Eu não possuía a vivência, a malandragem da garotada que me rodeava. Não entendia seu código fonético e seus trejeitos, entre outras patifarias. O que mais incomodava era o barulho. A criançada gritava, os serventes gritavam e as sisudas professoras não cessavam de gritar aos nossos ouvidos.

Em louvor à institucionalizada decoreba estridente, predominavam os cruéis castigos físicos. As megeras batiam com suas grossas réguas nas mesas, na lousa e nas costas das nossas pequeninas mãos, castigando-nos por motivos fúteis. Bastava esquecer uma lição. As pancadas provocavam bolhas e vergões, lágrimas, indignação e vergonha. Ignorava-se que letras bonitas ou garranchos faziam parte da nossa individualidade, da identidade de cada aluno.

Professoras que chegaram a empunhar as temidas palmatórias e obrigar as crianças a ajoelhar-se sobre grãos de milho, sem remorsos. Se contássemos em casa que fomos castigados, ganhava-se uma surra. Aliás, era comum castigarem severamente os filhos. Para isso mantinham varas de marmelo, rabos de tatu, cintas de couro ou ripas de madeira atrás das portas.

Desculpem-me a sinceridade. Excluindo raras exceções sou extremamente cético quando prestam excessivas homenagens ou tecem exagerados elogios aos professores que exerceram sua cátedra dentro daqueles padrões. As únicas explicações possíveis: hipocrisia, memória fraca ou alunos que tiveram melhor sorte.

Em nome daquele regime ditatorial e de ordem absoluta, as professoras fomentavam o medo. Ameaçavam-nos com visitas ao dentista, com suas terríveis brocas movidas a pedal, ou a aplicação das vacinas obrigatórias.

Talvez essa cega e beligerante atitude fosse fruto da insegurança e medo que as professoras sentiam ao enfrentar classes superlotadas, mescladas de repetentes mais velhos.

Éramos tratados como adultos pequenos e nunca como meninos curiosos, ignorantes e ávidos do saber. Havia classes masculinas e femininas. Faltava carinho e compreensão.
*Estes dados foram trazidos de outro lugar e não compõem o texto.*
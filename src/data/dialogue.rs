use crate::game::Phase;
use crate::map::{NpcKind, RoomKind};

pub const INTRO: &str = "You don't remember how you got here. The last thing you recall is \
lying in bed, staring at the ceiling, wondering if tomorrow would be any different. It wasn't. \
And now you're here, in this place that feels both foreign and terrifyingly familiar.";

pub const HELP: &str = "Arrows move. l look, i inventory, t take, f face demon, k talk, \
x examine mirror, u undo, n nearest light, s save, o load, h help, q quit.";

pub const EPILOGUE: &str = "The dungeon fades. You wake up in your bed. The ceiling looks the \
same. But you don't. Tomorrow will come, and for the first time in so long, you're ready for it.";

pub const FALLBACK_LINE: &str = "The moment passes quietly, leaving something behind.";

pub const AMBIENT_MEMORIES: &[&str] = &[
    "A hand reaching out to help you up. You can't remember whose.",
    "The taste of your favorite meal. Someone made it just for you.",
    "A song that made you feel understood. The melody lingers.",
    "A place where you felt safe. It might still exist somewhere.",
    "Words someone said that made you feel seen. They meant it.",
    "A moment when you surprised yourself with your own strength.",
    "The first time you realized you could survive this darkness.",
    "A small act of kindness you once showed someone else.",
    "A time when you stood up for yourself, even though it was hard.",
    "A genuine smile that reached your eyes. It can happen again.",
];

pub const INNER_VOICES: &[&str] = &[
    "Keep going. This path has meaning.",
    "Every step is a choice to continue.",
    "The darkness isn't forever.",
    "You've survived every bad day so far.",
    "You are more than your darkest thoughts.",
    "Growth happens in these small moments.",
    "Healing isn't linear, but it is possible.",
    "Your story isn't over yet.",
];

pub const ENCOURAGEMENTS: &[&str] = &[
    "You're stronger than you know. Keep going.",
    "Every step forward is a victory, no matter how small.",
    "You've made it this far. That's something to be proud of.",
    "Healing isn't linear, but you're still making progress.",
    "Your journey matters. You matter.",
    "The darkness doesn't last forever. Hold on.",
    "Sometimes, survival itself is a triumph.",
    "You're doing the hardest work there is. Be gentle with yourself.",
];

pub fn demon_roster(phase: Phase) -> &'static [&'static str] {
    match phase {
        Phase::Initial | Phase::Struggle => {
            &["self-doubt", "regret", "anxiety", "shame", "loneliness"]
        }
        Phase::Insight => &["self-doubt", "regret", "anxiety", "perfectionism", "anger"],
        Phase::Growth => &["self-doubt", "regret", "perfectionism", "apathy", "anger"],
        Phase::Resolution => &["self-doubt", "shame", "apathy", "perfectionism", "anxiety"],
    }
}

pub fn phase_transition(phase: Phase) -> Option<&'static str> {
    let text = match phase {
        Phase::Initial => return None,
        Phase::Struggle => {
            "Something shifts. The weight is still there, crushing and real. But you're moving \
             despite it."
        }
        Phase::Insight => {
            "These walls aren't prison cells. They're parts of yourself. And parts can be healed."
        }
        Phase::Growth => {
            "The demons still speak, but their voices no longer drown out your own. You've found \
             yourself."
        }
        Phase::Resolution => {
            "You stand at the exit of the dungeon. Rock bottom isn't the end. It's a beginning."
        }
    };
    Some(text)
}

pub fn mirror_reflection(phase: Phase) -> &'static str {
    match phase {
        Phase::Initial => {
            "The reflection is hard to look at: a hunched figure bearing invisible weight. You \
             look anyway. That's courage."
        }
        Phase::Struggle => {
            "The mirror shows someone fighting. Battle-worn, exhausted, but standing."
        }
        Phase::Insight => {
            "The scars are still there, but they look less like wounds and more like a map."
        }
        Phase::Growth => {
            "The person in the mirror stands straighter and meets your gaze with steady clarity."
        }
        Phase::Resolution => {
            "Not perfect. But whole. You see yourself with compassion, and that changes \
             everything."
        }
    }
}

/// Phase-specific appearance and defeat lines; `None` falls back to the template.
pub fn demon_lines(phase: Phase, demon: &str) -> Option<(&'static str, &'static str)> {
    let lines = match (phase, demon) {
        (Phase::Initial, "self-doubt") => (
            "A figure emerges from the shadows. It looks exactly like you, but wrong. \"Why do \
             you even try?\" it whispers.",
            "The shadow dissipates, whispering \"I'll always be here.\" Maybe acknowledging the \
             doubt is the first step.",
        ),
        (Phase::Initial, "regret") => (
            "A specter forms from your memories, wearing the faces of everyone you've let down. \
             Including yourself.",
            "You can't change the past. But you're still here. Still capable of tomorrow.",
        ),
        (Phase::Initial, "anxiety") => (
            "A swirling storm of what-ifs surrounds you. \"You'll never be ready,\" it howls.",
            "Uncertainty doesn't have to mean catastrophe. It can also mean possibility.",
        ),
        (Phase::Initial, "shame") => (
            "A heavy cloak settles over you. \"They all see you for what you really are.\"",
            "The cloak lifts. Your flaws are real, but they don't define you.",
        ),
        (Phase::Initial, "loneliness") => (
            "A void opens before you, swallowing warmth. \"You're always alone,\" it whispers.",
            "The void shrinks. Even a single thread of connection is enough.",
        ),
        (Phase::Struggle, "self-doubt") => (
            "The shadow returns, but you expected it. \"This small progress means nothing.\" \
             You hear it as a voice now, not the truth.",
            "The shadow steps back, surprised. \"I'll be back.\" \"I know,\" you reply. \
             \"And I'll be ready.\"",
        ),
        (Phase::Struggle, "regret") => (
            "Old failures rise again. \"Look at all the time you've wasted.\" They are pieces \
             of your story, not the whole of it.",
            "The memories settle. Your past is not your future.",
        ),
        (Phase::Struggle, "anxiety") => (
            "The storm whirls faster, almost desperate. \"Think how far you'll fall if you dare \
             to hope!\"",
            "You stand in the center of the storm. You are learning to weather it.",
        ),
        (Phase::Struggle, "shame") => (
            "The cloak reaches for you again. \"Underneath, you're still broken.\" The weight \
             is familiar, and somehow bearable.",
            "You shrug it off. \"Yes, I am flawed.\" This time the admission doesn't crush you.",
        ),
        (Phase::Struggle, "loneliness") => (
            "The void is smaller now. \"In the end, everyone leaves.\"",
            "The void recedes. Some people stay, even when it's difficult.",
        ),
        (Phase::Insight, "self-doubt") => (
            "The shadow looks less like you, more like a caricature. \"Knowing makes no \
             difference.\" Its words sound rehearsed.",
            "It grows transparent. \"Sometimes you're right,\" you admit. \"Not always. I'm \
             learning the difference.\"",
        ),
        (Phase::Insight, "regret") => (
            "The memories return with their context: your youth, your fear. \"You should have \
             known better.\" Maybe you didn't.",
            "The specter turns to mist. You did the best you could with what you had.",
        ),
        (Phase::Insight, "anxiety") => (
            "You can see patterns in the storm now. \"But what if...\" \"What if things work \
             out?\" you interrupt.",
            "The storm grows predictable. You know its warning signs, and how to shelter.",
        ),
        (Phase::Insight, "perfectionism") => (
            "A figure with a ruler measures you coldly. \"Not nearly enough.\" The voice was \
             never yours.",
            "You snap the ruler in half. \"I define enough now.\"",
        ),
        (Phase::Insight, "anger") => (
            "A figure of flame rises. \"Why not burn it all down?\" The fire consumes the \
             wielder first.",
            "The flames gather into a torch. Anger is a tool now, not your master.",
        ),
        (Phase::Growth, "self-doubt") => (
            "The shadow is a wisp of what it was. \"You're still not good enough,\" it says, \
             out of habit.",
            "\"You kept me small to keep me safe. I don't need that kind of safety anymore.\"",
        ),
        (Phase::Growth, "regret") => (
            "You watch the memories from a distance. \"These moments defined you.\" \"They \
             shaped me. They don't confine me.\"",
            "\"Thank you,\" you tell them. Each mistake taught you something.",
        ),
        (Phase::Growth, "perfectionism") => (
            "The figure rebuilds its tools. \"Look how far you still have to go.\"",
            "\"Growth was the goal, not perfection. I'm not who I was. That's enough.\"",
        ),
        (Phase::Growth, "apathy") => (
            "A gray fog dulls everything. \"Wouldn't it be easier to stop caring?\"",
            "You walk through the fog. Feeling nothing hurts always. The fog parts.",
        ),
        (Phase::Growth, "anger") => (
            "The flame burns contained and focused. \"Don't let them take advantage of your \
             peace.\"",
            "You cup the flame in your hands. \"You have your place. Just not every place.\"",
        ),
        (Phase::Resolution, "self-doubt") => (
            "The shadow is a faint smudge. \"I'll never truly leave.\" \"I know. That's okay.\"",
            "You offer your hand and it takes it. \"You were protecting me. I can protect \
             myself now.\"",
        ),
        (Phase::Resolution, "shame") => (
            "The cloak is threadbare. \"You still have things to be ashamed of.\" \"Yes. I'm \
             still human.\"",
            "You fold the cloak away. Shame is a visitor now, not a resident.",
        ),
        (Phase::Resolution, "apathy") => (
            "The fog curls around your feet. \"Life will still hurt.\" \"It will. That's part \
             of being alive.\"",
            "The fog burns off. Whatever comes, you can face it.",
        ),
        (Phase::Resolution, "perfectionism") => (
            "The figure makes a last stand. \"Without me you'll become mediocre.\"",
            "\"Being without flaw was never possible. That's not complacency. That's \
             humanity.\"",
        ),
        (Phase::Resolution, "anxiety") => (
            "The storm is only a rain cloud now. \"What about the future?\" \"What about it?\"",
            "A gentle rain falls. Worry no longer stops you from living.",
        ),
        _ => return None,
    };
    Some(lines)
}

pub fn npc_greeting(npc: NpcKind) -> &'static str {
    match npc {
        NpcKind::Therapist => {
            "A figure sits nearby, calm and attentive. \"Would you like to talk about what you're \
             carrying?\""
        }
        NpcKind::LovedOne => {
            "Someone who knew you before the darkness waits ahead. \"I've been looking for you.\""
        }
        NpcKind::Stranger => {
            "A fellow traveler rests here, scars visible, eyes kind. \"Long road, isn't it?\""
        }
    }
}

pub fn npc_conversations(phase: Phase, npc: NpcKind) -> &'static [&'static str] {
    match (phase, npc) {
        (Phase::Initial | Phase::Struggle, NpcKind::Therapist) => &[
            "Right now, you're surviving. And that's enough for today.",
            "Depression lies. It says things will always feel this way. That isn't true.",
        ],
        (Phase::Initial | Phase::Struggle, NpcKind::LovedOne) => &[
            "You don't have to explain anything. I'm just glad you're here.",
            "I never stopped believing in you. Not once.",
        ],
        (Phase::Initial | Phase::Struggle, NpcKind::Stranger) => &[
            "I was where you are. It got better slowly, and then all at once.",
            "Nobody walks out of here alone. Take this bit of my strength.",
        ],
        (_, NpcKind::Therapist) => &[
            "Look at what you've done with the weight you carry. That's growth.",
            "You're learning to sit with the hard feelings instead of running. Notice that.",
        ],
        (_, NpcKind::LovedOne) => &[
            "I can see you again. The real you. Welcome back.",
            "Whatever comes next, we'll face it together.",
        ],
        (_, NpcKind::Stranger) => &[
            "You're further along than you think. I can see it in how you walk.",
            "Someday you'll be the one who tells a stranger it gets better.",
        ],
    }
}

pub const ORIGIN_ROOM_NAME: &str = "The Void of Beginning";

pub fn room_descriptions(room: RoomKind) -> &'static [&'static str] {
    match room {
        RoomKind::Wall => &["A solid wall blocks your path."],
        RoomKind::Empty => &[
            "The walls here whisper your failures.",
            "Empty. Like how you feel inside.",
            "The silence here is deafening.",
            "Shadows dance where memories once lived.",
        ],
        RoomKind::Memory => &["A fragment of your past glimmers here, painful but important."],
        RoomKind::Demon => {
            &["Something dark lurks here. A piece of yourself you've been running from."]
        }
        RoomKind::Item => &["A gentle warmth emanates from something in this room."],
        RoomKind::Mirror => &["A mirror stands before you. Do you dare look at yourself?"],
        RoomKind::Therapist => {
            &["Someone sits here patiently. Their presence feels safe, non-judgmental."]
        }
        RoomKind::LovedOne => {
            &["A familiar figure waits here. Someone who knows you, who cares for you."]
        }
        RoomKind::Stranger => {
            &["A fellow traveler rests here. Someone who understands the journey."]
        }
    }
}

/// Closer detail and the key that acts on it, for rooms that hold something.
pub fn room_insight(room: RoomKind) -> Option<(&'static str, &'static str)> {
    let insight = match room {
        RoomKind::Demon => (
            "You sense a presence here. Something you've been avoiding.",
            "Press 'f' to face it",
        ),
        RoomKind::Item => (
            "There's something here that might help you.",
            "Press 't' to take it",
        ),
        RoomKind::Mirror => (
            "The mirror reflects more than just your appearance.",
            "Press 'x' to examine it",
        ),
        RoomKind::Therapist => (
            "Someone waits patiently, offering a safe space to talk.",
            "Press 'k' to talk to them",
        ),
        RoomKind::LovedOne => (
            "A familiar presence. Someone who knows and accepts you.",
            "Press 'k' to connect with them",
        ),
        RoomKind::Stranger => (
            "A fellow traveler on their own journey. There's understanding in their eyes.",
            "Press 'k' to share experiences",
        ),
        RoomKind::Wall | RoomKind::Empty | RoomKind::Memory => return None,
    };
    Some(insight)
}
A disposição hostil desses educadores explicitava-se nos cadernos repletos de interrogações, exclamações e flechas invariavelmente com tinta vermelha.

O que mais causava indignação e revolta era aquele olhar de escárnio, censura e nojo a nós dirigido. Ao rever um antigo álbum de fotografias, deparei-me com uma foto tirada no Grupo Escolar, onde apareço com minha turma. A imagem é chocante, todos os alunos estão sérios e tristes, de braços cruzados e não há sorrisos. Lembra um campo de concentração nazista.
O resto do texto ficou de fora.